Sesuai janji, aku menunggunya diruang referensi yang sepi. Kenapa ia menyuruhku datang kemari?! Membuatku ingin menghentikan waktu hanya untuk kita berdua.

Jantungku berdebar saat ia menampakkan pucuk hidungnya, aku segera merapikan rambut dan pakaianku. Dia membuka pintu, menatapku dengan wajah sendunya. Rona merah menjalar diwajahku, dan segera aku menundukkan kepala menyembunyikan wajahku.

"Ada apa sensei memanggilku kemari?" tanyaku berusah sebiasa mungkin, jelas ini tidak biasa. Kenapa ia memanggilku ketempat seperti ini? Seperti ia yang tidak biasa saja.

Sekali lagi, ia menyentuh pipiku, matanya yang sipit menatapku dengan rona merah.

"Aku menyukaimu"

Deg! Jantungku terkena tusukan akan tembakannya. Kalau aku melihat wajahku dicermin, mungkin sudah memerah bak kepiting rebus. Ia mendekatkan wajahnya, seperti hendak mencium. Dan benar saja, ia menciumku. Bukan ciuman biasa, tapi ciuman yang handal. Aku terperangah, aku baru tahu ia pandai mencium.

"Sensei!" hardikku lalu mendorongnya.
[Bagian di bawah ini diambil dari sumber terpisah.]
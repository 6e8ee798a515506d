//! Key Hasher
//!
//! Turns a call type and a (reduced) input string into a short, stable cache
//! key. Not a security primitive: collisions are tolerated.

use std::fmt;

use crate::models::CallType;

/// Typed view of a cache key: `(call type, input digest)`.
#[derive(Debug, Clone, PartialEq, Eq, Hash)]
pub struct CacheKey {
    pub call_type: CallType,
    pub digest: String,
}

impl CacheKey {
    /// Hashes `input` under `call_type`.
    pub fn new(call_type: CallType, input: &str) -> Self {
        Self {
            call_type,
            digest: digest(input),
        }
    }

    /// Parses a rendered key (`"{type}_{digest}"`) back into its parts.
    pub fn parse(raw: &str) -> Option<Self> {
        let (prefix, digest) = raw.split_once('_')?;
        if digest.is_empty() || !digest.chars().all(|c| c.is_ascii_alphanumeric()) {
            return None;
        }
        Some(Self {
            call_type: prefix.parse().ok()?,
            digest: digest.to_string(),
        })
    }
}

impl fmt::Display for CacheKey {
    fn fmt(&self, f: &mut fmt::Formatter<'_>) -> fmt::Result {
        write!(f, "{}_{}", self.call_type, self.digest)
    }
}

/// Renders the cache key string for `(call_type, input)`.
pub fn hash_input(call_type: CallType, input: &str) -> String {
    CacheKey::new(call_type, input).to_string()
}

/// 32-bit rolling hash (`h = h * 31 + unit`) over UTF-16 code units, base-36 rendered.
fn digest(input: &str) -> String {
    let hash = input
        .encode_utf16()
        .fold(0i32, |h, unit| h.wrapping_mul(31).wrapping_add(i32::from(unit)));
    to_base36(hash.unsigned_abs())
}

fn to_base36(mut n: u32) -> String {
    const DIGITS: &[u8; 36] = b"0123456789abcdefghijklmnopqrstuvwxyz";
    if n == 0 {
        return "0".to_string();
    }
    let mut out = Vec::new();
    while n > 0 {
        out.push(DIGITS[(n % 36) as usize]);
        n /= 36;
    }
    out.reverse();
    String::from_utf8(out).unwrap_or_default()
}
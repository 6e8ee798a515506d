//! Cache Entry Module
//!
//! Defines the structure for individual cache entries with TTL support.

use serde::{Deserialize, Serialize};
use serde_json::Value;

// == Cache Entry ==
/// A cached call result with its creation and expiry instants.
///
/// Serialized as `{ "data": ..., "timestamp": ..., "expiresAt": ... }`.
#[derive(Debug, Clone, PartialEq, Serialize, Deserialize)]
#[serde(rename_all = "camelCase")]
pub struct CacheEntry<T = Value> {
    /// The stored payload
    pub data: T,
    /// Creation timestamp (Unix milliseconds)
    pub timestamp: i64,
    /// Expiration timestamp (Unix milliseconds)
    pub expires_at: i64,
}

impl<T> CacheEntry<T> {
    // == Constructor ==
    /// Creates an entry created at `now_ms` that lives for `ttl_ms`.
    pub fn new(data: T, now_ms: i64, ttl_ms: u64) -> Self {
        let ttl = i64::try_from(ttl_ms.max(1)).unwrap_or(i64::MAX);
        Self {
            data,
            timestamp: now_ms,
            expires_at: now_ms.saturating_add(ttl),
        }
    }

    // == Is Expired ==
    /// An entry is expired once `now` is strictly past `expires_at`.
    pub fn is_expired(&self, now_ms: i64) -> bool {
        now_ms > self.expires_at
    }

    /// Holds the `expires_at > timestamp` invariant.
    pub fn is_well_formed(&self) -> bool {
        self.expires_at > self.timestamp
    }

    // == Time To Live ==
    /// Remaining lifetime in milliseconds, 0 once expired.
    pub fn ttl_remaining_ms(&self, now_ms: i64) -> u64 {
        u64::try_from(self.expires_at.saturating_sub(now_ms)).unwrap_or(0)
    }
}

// == Unit Tests ==
#[cfg(test)]
mod tests {
    use super::*;
    use serde_json::json;

    #[test]
    fn test_entry_creation() {
        let entry = CacheEntry::new(json!({"message": "hi"}), 1_000, 500);

        assert_eq!(entry.timestamp, 1_000);
        assert_eq!(entry.expires_at, 1_500);
        assert!(entry.is_well_formed());
        assert!(!entry.is_expired(1_000));
    }

    #[test]
    fn test_expiration_boundary_condition() {
        let entry = CacheEntry::new("v", 0, 100);

        assert!(!entry.is_expired(100), "Still live at expires_at");
        assert!(entry.is_expired(101));
    }

    #[test]
    fn test_zero_ttl_still_satisfies_invariant() {
        let entry = CacheEntry::new("v", 10, 0);
        assert!(entry.is_well_formed());
    }

    #[test]
    fn test_ttl_remaining() {
        let entry = CacheEntry::new("v", 0, 10_000);

        assert_eq!(entry.ttl_remaining_ms(4_000), 6_000);
        assert_eq!(entry.ttl_remaining_ms(20_000), 0);
    }

    #[test]
    fn test_serialized_field_names() {
        let entry = CacheEntry::new(json!(1), 5, 5);
        let value = serde_json::to_value(&entry).unwrap();

        assert_eq!(value, json!({"data": 1, "timestamp": 5, "expiresAt": 10}));
    }
}
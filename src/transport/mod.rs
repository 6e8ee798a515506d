//! Transport Module
//!
//! Boundary to the remote AI service. The mediator treats every method here
//! as an opaque call.

mod http;

pub use http::HttpTransport;

use async_trait::async_trait;

use crate::error::Result;
use crate::models::{ChatMessage, DecomposeRequest, GoalPlan, Suggestion, SuggestionRequest};

/// Remote AI operations.
#[async_trait]
pub trait AiTransport: Send + Sync {
    /// Sends a role-tagged conversation and returns the assistant's text.
    async fn chat(&self, messages: Vec<ChatMessage>) -> Result<String>;

    /// Breaks a goal down into milestones.
    async fn decompose_goal(&self, request: DecomposeRequest) -> Result<GoalPlan>;

    /// Returns suggestion objects for a suggestion type and context.
    async fn suggestions(&self, request: SuggestionRequest) -> Result<Vec<Suggestion>>;
}
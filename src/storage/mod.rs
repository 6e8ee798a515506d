//! Durable Storage Module
//!
//! Thin synchronous string-keyed store the cache and limiter persist into so
//! their state survives restarts. Failures are reported as [`StorageError`]
//! and always recovered by the caller.

mod file;
mod memory;

pub use file::FileStore;
pub use memory::MemoryStore;

use crate::error::StorageError;

/// Storage key holding the serialized response cache map.
pub const CACHE_STORAGE_KEY: &str = "ai_response_cache";

/// Storage key holding the serialized rate-limit map.
pub const RATE_LIMIT_STORAGE_KEY: &str = "ai_rate_limits";

/// Persistent string key-value store.
///
/// Writes are whole-value overwrites. Several processes may share one
/// backing medium; the last write wins.
pub trait KeyValueStore: Send + Sync {
    /// Returns the stored value, or `None` when the key is absent.
    fn read(&self, key: &str) -> Result<Option<String>, StorageError>;

    fn write(&self, key: &str, value: &str) -> Result<(), StorageError>;

    /// Removes a key. Removing an absent key succeeds.
    fn remove(&self, key: &str) -> Result<(), StorageError>;
}

#[cfg(test)]
pub(crate) mod testing {
    use super::*;

    /// Store whose reads succeed with nothing and whose writes always fail.
    #[derive(Debug, Default)]
    pub struct FailingStore;

    impl KeyValueStore for FailingStore {
        fn read(&self, _key: &str) -> Result<Option<String>, StorageError> {
            Ok(None)
        }

        fn write(&self, _key: &str, _value: &str) -> Result<(), StorageError> {
            Err(StorageError::Unavailable("quota exceeded".to_string()))
        }

        fn remove(&self, _key: &str) -> Result<(), StorageError> {
            Err(StorageError::Unavailable("quota exceeded".to_string()))
        }
    }
}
Jujur, aku shock sekali. Mikasa sensei meraih kerah bajuku, ia tidak segan membukanya satu-persatu.

"Kau.. Mungkin bingung kenapa, tapi aku sangat tertarik padamu.. Kau tahu, aku sudah lama menginginkanmu Eren Jaeger.." ujarnya dan menjilati kulit dadaku. Aku terjerit pelan dengan perasaan aneh, entah isyarat bahaya entah rasa suka bertambah.

Tak lama ia menghentikan perbuatannya. Ia menyentuh pipiku lagi.

"Selalu.. aku selalu memperhatikanmu, Sejak pertama kali kita bertemu.. " ujarnya kepadaku. Jantungku berdebar kencang, jadi selama ini.. perasaan kami berbalas? Aku tidak percaya.

"Tapi sensei.. Kenapa?" tanyaku mencoba mengoreknya, aku ingin tahu kenapa ia mencintaiku . Ia terdiam, lalu mendorong dan menindihku dilantai.

"Aku.. Dulu sewaktu masih SMA.. Aku jatuh cinta kepada guru yang mengajar Biologi dikelasku. Ia baik, menawan dan ramah. Aku begitu mencintainya.." ia menjeda kalimatnya, sebuah senyum mengembang diwajahnya yang oval.

"Dan aku menyatakan perasaanku padanya.. dan ia menerima cintaku. Seperti mimpi, bahkan aku sering melakukan 'itu' dengannya.. seperti ini" ia membuka kemejaku, lalu lagi-lagi menjilat kulitku dengan lidahnya yang menggoda. Aku tidak tahu kenapa ia menceritakannya, tapi ceritanya itu mirip sekali dengan kisahku tentang Mikasa sensei.

"Sampai suatu hari, ia pun memutuskan untuk berhenti menjadi guru.. aku senang, karena kami bisa pacaran lebih leluasa lagi.." Mikasa sensei masih bercerita, bahkan ia masih menjilati seluruh tubuhku.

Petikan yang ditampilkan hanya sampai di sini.